Your ability to make history come alive is amazing.
That was interesting, Draper. I thought the closest to a generic American accent was your West Country dialect. Almost New Yorkish but without the overlay of Dutch, Irish and Yiddish that comprise that general dialect. Full disclosure, I'm a Boomer. I was born in a Suburb of NYC. My Dad had been an announcer for NBC during WWII. He and my Mom were from Chicago, originally. We moved ''back'' to Chicago when I was 3. [Each of the NY burroughs had once a distinctive accent.] Chicago accents depended on class and location: North Side/South Side,/West Side. There were ethnic inflections. Near North Side Chicago-ese was very close to Manhattan's dialect. When I lived there, locals all said Sh- CAW - go. Out of towners said Shi-kah -go. That pronunciation has now morphed into the locals sounding like out-of-towners to me. But we moved west when I was 16. I turned 17 in LA. Locals there sometimes asked me if I was from England when I was new in town. I learned from new friends that the town name had once been said as Loss Angh' less [with a hard G]. You can listen for it in vintage film noir flix. After 1950, the broadcast networks pushed Talent to use the Network Pronounciation of Los Ann-jell-ess, until even the locals said it that way, or avoided the issue by using the two initials. At 21 I moved to Tucson AZ. Fifty-something years ago, locals had something of a South West twang, but that has become homogenized by the TV accent, plus the old timers mostly moving out of a town they considered ruined by the influx of Snowbirds, Yankees and Californians. Go figure?
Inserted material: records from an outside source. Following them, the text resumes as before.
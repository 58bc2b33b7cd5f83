//! Session bootstrap with bounded, fixed-interval retry.
//!
//! The remote server is expected to be briefly unavailable while it restarts
//! during a deployment, so the connection is retried a fixed number of times
//! with a constant pause. When every attempt fails the failure is reported and
//! absorbed: the caller carries on without a session.

use std::fmt;
use std::sync::Arc;
use std::thread;
use std::time::Duration;

use tracing::{debug, error, info, warn};

use crate::config::{ConnectionConfig, NotificationConfig, RetryPolicy};
use crate::error::Error;
use crate::notify::{FailureReport, Notifier};
use crate::session::{RemoteClient, Session};

/// Pauses the calling thread between attempts.
pub type Sleeper = Arc<dyn Fn(Duration) + Send + Sync>;

/// Attempt bookkeeping for one [`ConnectionManager::establish`] call.
#[derive(Debug, Clone, Copy, PartialEq, Eq)]
pub struct RetryState {
    /// Attempts made so far.
    pub attempt: u32,
    /// Attempt budget.
    pub max_attempts: u32,
    /// Pause between attempts.
    pub delay: Duration,
}

impl RetryState {
    /// Fresh state for `policy`.
    pub fn new(policy: &RetryPolicy) -> Self {
        Self {
            attempt: 0,
            max_attempts: policy.max_attempts,
            delay: policy.delay,
        }
    }

    /// Check if another attempt is allowed.
    pub fn can_attempt(&self) -> bool {
        self.attempt < self.max_attempts
    }

    /// Attempts left.
    pub fn remaining(&self) -> u32 {
        self.max_attempts.saturating_sub(self.attempt)
    }

    /// Record one attempt.
    pub fn advance(&mut self) {
        self.attempt += 1;
    }
}

/// Result of [`ConnectionManager::establish`].
#[derive(Debug)]
pub struct ConnectOutcome {
    /// The live session, absent if every attempt failed.
    pub session: Option<Arc<Session>>,
    /// Number of attempts made.
    pub attempts: u32,
    /// One message per failed attempt.
    pub failures: Vec<String>,
    /// Whether a failure notification was delivered.
    pub notified: bool,
}

impl ConnectOutcome {
    /// Check if a session was established.
    pub fn is_connected(&self) -> bool {
        self.session.is_some()
    }
}

/// Produces a [`Session`] from a [`RemoteClient`], retrying transient failures.
pub struct ConnectionManager {
    client: Arc<dyn RemoteClient>,
    config: ConnectionConfig,
    retry: RetryPolicy,
    notification: Option<(NotificationConfig, Arc<dyn Notifier>)>,
    sleeper: Sleeper,
}

impl ConnectionManager {
    /// Create a manager with the default retry policy and no notification.
    pub fn new(client: Arc<dyn RemoteClient>, config: ConnectionConfig) -> Self {
        Self {
            client,
            config,
            retry: RetryPolicy::default(),
            notification: None,
            sleeper: Arc::new(thread::sleep),
        }
    }

    /// Set the retry policy.
    pub fn with_retry_policy(mut self, retry: RetryPolicy) -> Self {
        self.retry = retry;
        self
    }

    /// Notify `config`'s recipients through `notifier` on terminal failure.
    pub fn with_notification(mut self, config: NotificationConfig, notifier: Arc<dyn Notifier>) -> Self {
        self.notification = Some((config, notifier));
        self
    }

    /// Replace the function used to wait between attempts.
    pub fn with_sleeper(mut self, sleeper: Sleeper) -> Self {
        self.sleeper = sleeper;
        self
    }

    /// The connection settings.
    pub fn config(&self) -> &ConnectionConfig {
        &self.config
    }

    /// The retry policy.
    pub fn retry_policy(&self) -> &RetryPolicy {
        &self.retry
    }

    /// Connect, retrying up to the policy's attempt budget.
    ///
    /// Only a configuration error is returned as `Err`. Exhausting every
    /// attempt yields `Ok` with no session after reporting the failure.
    pub fn establish(&self) -> Result<ConnectOutcome, Error> {
        let host = self.config.validate()?;
        info!(
            host = %host,
            port = self.config.port,
            database = %self.config.database,
            max_attempts = self.retry.max_attempts,
            "connecting to remote server"
        );

        let mut state = RetryState::new(&self.retry);
        let mut failures = Vec::new();
        let mut last_error = None;

        while state.can_attempt() {
            state.advance();
            match self.client.connect(&self.config) {
                Ok(inner) => {
                    let session = Session::new(inner, &self.config);
                    info!(
                        endpoint = %session.endpoint(),
                        attempt = state.attempt,
                        lang = ?session.context().lang(),
                        "connected to remote server"
                    );
                    return Ok(ConnectOutcome {
                        session: Some(Arc::new(session)),
                        attempts: state.attempt,
                        failures,
                        notified: false,
                    });
                }
                Err(e) => {
                    warn!(
                        host = %host,
                        attempt = state.attempt,
                        remaining = state.remaining(),
                        error = %e,
                        "failed to connect to remote server"
                    );
                    failures.push(e.to_string());
                    last_error = Some(e);

                    if state.can_attempt() {
                        debug!(delay = ?state.delay, "waiting before the next attempt");
                        (self.sleeper)(state.delay);
                    }
                }
            }
        }

        error!(
            host = %host,
            attempts = state.attempt,
            "unable to connect to remote server, continuing without a session"
        );

        let report = FailureReport::new(&self.config, &self.retry, state.attempt, last_error.as_ref());
        let notified = self.notify(&report);

        Ok(ConnectOutcome {
            session: None,
            attempts: state.attempt,
            failures,
            notified,
        })
    }

    fn notify(&self, report: &FailureReport) -> bool {
        let Some((config, notifier)) = &self.notification else {
            return false;
        };
        if !config.is_enabled() {
            return false;
        }

        info!(recipients = ?config.recipients, "sending failure notification");
        match notifier.notify(&report.to_notification(config)) {
            Ok(()) => true,
            Err(e) => {
                warn!(error = %e, "failed to deliver failure notification");
                false
            }
        }
    }
}

impl fmt::Debug for ConnectionManager {
    fn fmt(&self, f: &mut fmt::Formatter<'_>) -> fmt::Result {
        f.debug_struct("ConnectionManager")
            .field("config", &self.config)
            .field("retry", &self.retry)
            .field("notification", &self.notification.as_ref().map(|(c, _)| c))
            .finish()
    }
}

#[cfg(test)]
mod tests {
    use super::*;

    #[test]
    fn test_retry_state() {
        let mut state = RetryState::new(&RetryPolicy::new(2, Duration::from_secs(1)));
        assert!(state.can_attempt());
        assert_eq!(state.remaining(), 2);

        state.advance();
        assert!(state.can_attempt());
        assert_eq!(state.remaining(), 1);

        state.advance();
        assert!(!state.can_attempt());
        assert_eq!(state.remaining(), 0);
    }

    #[test]
    fn test_outcome_is_connected() {
        let outcome = ConnectOutcome {
            session: None,
            attempts: 3,
            failures: vec!["a".into(), "b".into(), "c".into()],
            notified: false,
        };
        assert!(!outcome.is_connected());
    }
}
//! Local field specifications.

use serde::Serialize;

use super::types::FieldType;

/// A field to be attached to a local model.
#[derive(Debug, Clone, PartialEq, Eq, Serialize)]
pub struct LocalFieldSpec {
    /// Field data type.
    pub field_type: FieldType,
    /// Human-readable label.
    pub label: Option<String>,
    /// Whether the field is required (non-nullable at the application level).
    pub required: bool,
    /// Whether the field may only be read locally.
    pub readonly: bool,
    /// Help text.
    pub help: Option<String>,
}

impl LocalFieldSpec {
    /// Create a new required field.
    pub fn new(field_type: FieldType) -> Self {
        Self {
            field_type,
            label: None,
            required: true,
            readonly: false,
            help: None,
        }
    }

    /// Create an optional field (required = false).
    pub fn optional(field_type: FieldType) -> Self {
        Self {
            required: false,
            ..Self::new(field_type)
        }
    }

    /// Set the label.
    pub fn with_label(mut self, label: impl Into<String>) -> Self {
        self.label = Some(label.into());
        self
    }

    /// Set the help text.
    pub fn with_help(mut self, help: impl Into<String>) -> Self {
        self.help = Some(help.into());
        self
    }

    /// Mark as read-only.
    pub fn readonly(mut self) -> Self {
        self.readonly = true;
        self
    }

    /// Check if this field points at another model.
    pub fn is_relation(&self) -> bool {
        self.field_type.is_relation()
    }
}
//! Bridge error types.

use thiserror::Error;

/// Bridge errors.
#[derive(Debug, Error)]
pub enum Error {
    /// Linking invariant violated.
    #[error("link error: {0}")]
    Core(#[from] ormbridge_core::Error),

    /// Client error.
    #[error("client error: {0}")]
    Client(#[from] ormbridge_client::Error),

    /// Configuration file could not be decoded.
    #[error("configuration error: {0}")]
    Config(#[from] serde_json::Error),

    /// IO error.
    #[error("io error: {0}")]
    Io(#[from] std::io::Error),

    /// Background task failed.
    #[error("task error: {0}")]
    Task(String),
}
//! Client error types.

use thiserror::Error;

/// Client errors.
#[derive(Debug, Error)]
pub enum Error {
    /// Connection settings are unusable. Never retried.
    #[error("configuration error: {0}")]
    Config(String),

    /// Connection failed.
    #[error("connection error: {0}")]
    Connection(String),

    /// The remote server rejected a call.
    #[error("remote error: {0}")]
    Remote(String),

    /// Request timed out.
    #[error("request timed out")]
    Timeout,

    /// Protocol error.
    #[error("protocol error: {0}")]
    Protocol(#[from] ormbridge_proto::Error),

    /// Notification delivery failed.
    #[error("notification error: {0}")]
    Notification(String),

    /// IO error.
    #[error("io error: {0}")]
    Io(#[from] std::io::Error),
}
Geographically it does make sense that the “foundation” of American English is from the west of England.
Love the video, I only speak English and have struggled with learning other languages in the past, but etymology like this is FASCINATING to me.
I did personally have an egg/eren situation as a kid when I visited the north of Scotland and had to dash into a corner stop and ask where their bread was, the lady was very confused until I said for making sandwiches, when she exclaimed "Oh, y' mean breed?" - it's so fascinating that the regional difference in pronunciation of a word in our shared language is enough to impede communication.
A good job you only wanted bread, which is accented.
Try asking for a bread roll, whichever variant you say locally.
In my local chippies they are barms but in the shops they're baps, which should give scholars a fair clue to my location.
Thank you, gods of the algorithm, for presenting me this channel
Referencing the Trouser Leg of Time, I like it. Also, you have not only great content but also the most amazing outfits.
Honestly, how do you manage to make such consistently high quality content??? Keep up the great work!❤
Seriously! All her videos are good, but this one was especially well done. It's rare that a 15 minute video on RUclips is well done enough to be interesting all the way through.
She’s phenomenal! Loved this video!
Eyren (Middle English dialect) = eieren (modern dutch). It is pronounced almost the same in modern dutch, but has the additional vowel 'uh' between the 'Ey' and 'ren'.
Ei/Eier in high German - but then, Dutch and German do have many similarities! : )
They’re all from the same West Germanic origin, whereas “egg” is borrowed from Old Norse.